##### Records for processing

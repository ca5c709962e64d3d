//! Quarantine operations: searching, inspecting, releasing and deleting
//! held messages in the spam and general (policy/virus/outbreak)
//! quarantines, plus quarantined-attachment retrieval.

mod requests;
mod responses;
mod service;

pub use requests::*;
pub use responses::*;
pub use service::{QuarantineService, QuarantineServiceTrait};

/// Quarantine message search, release (POST) and delete (DELETE) endpoint
pub const MESSAGES_ENDPOINT: &str = "/sma/api/v2.0/quarantine/messages";
/// Quarantine message details endpoint
pub const MESSAGE_DETAILS_ENDPOINT: &str = "/sma/api/v2.0/quarantine/messages/details";
/// Quarantined attachment download endpoint
pub const ATTACHMENT_ENDPOINT: &str = "/sma/api/v2.0/quarantine/messages/attachment";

##########

__Prompt__: Return all of the entries word for word.

__The completed task__:
repository ca5c709962e64d3d
//! Quarantine operations: searching, inspecting, releasing and deleting
//! held messages in the spam and general (policy/virus/outbreak)
//! quarantines, plus quarantined-attachment retrieval.

mod requests;
mod responses;
mod service;

pub use requests::*;
pub use responses::*;
pub use service::{QuarantineService, QuarantineServiceTrait};

/// Quarantine message search, release (POST) and delete (DELETE) endpoint
pub const MESSAGES_ENDPOINT: &str = "/sma/api/v2.0/quarantine/messages";
/// Quarantine message details endpoint
pub const MESSAGE_DETAILS_ENDPOINT: &str = "/sma/api/v2.0/quarantine/messages/details";
/// Quarantined attachment download endpoint
pub const ATTACHMENT_ENDPOINT: &str = "/sma/api/v2.0/quarantine/messages/attachment";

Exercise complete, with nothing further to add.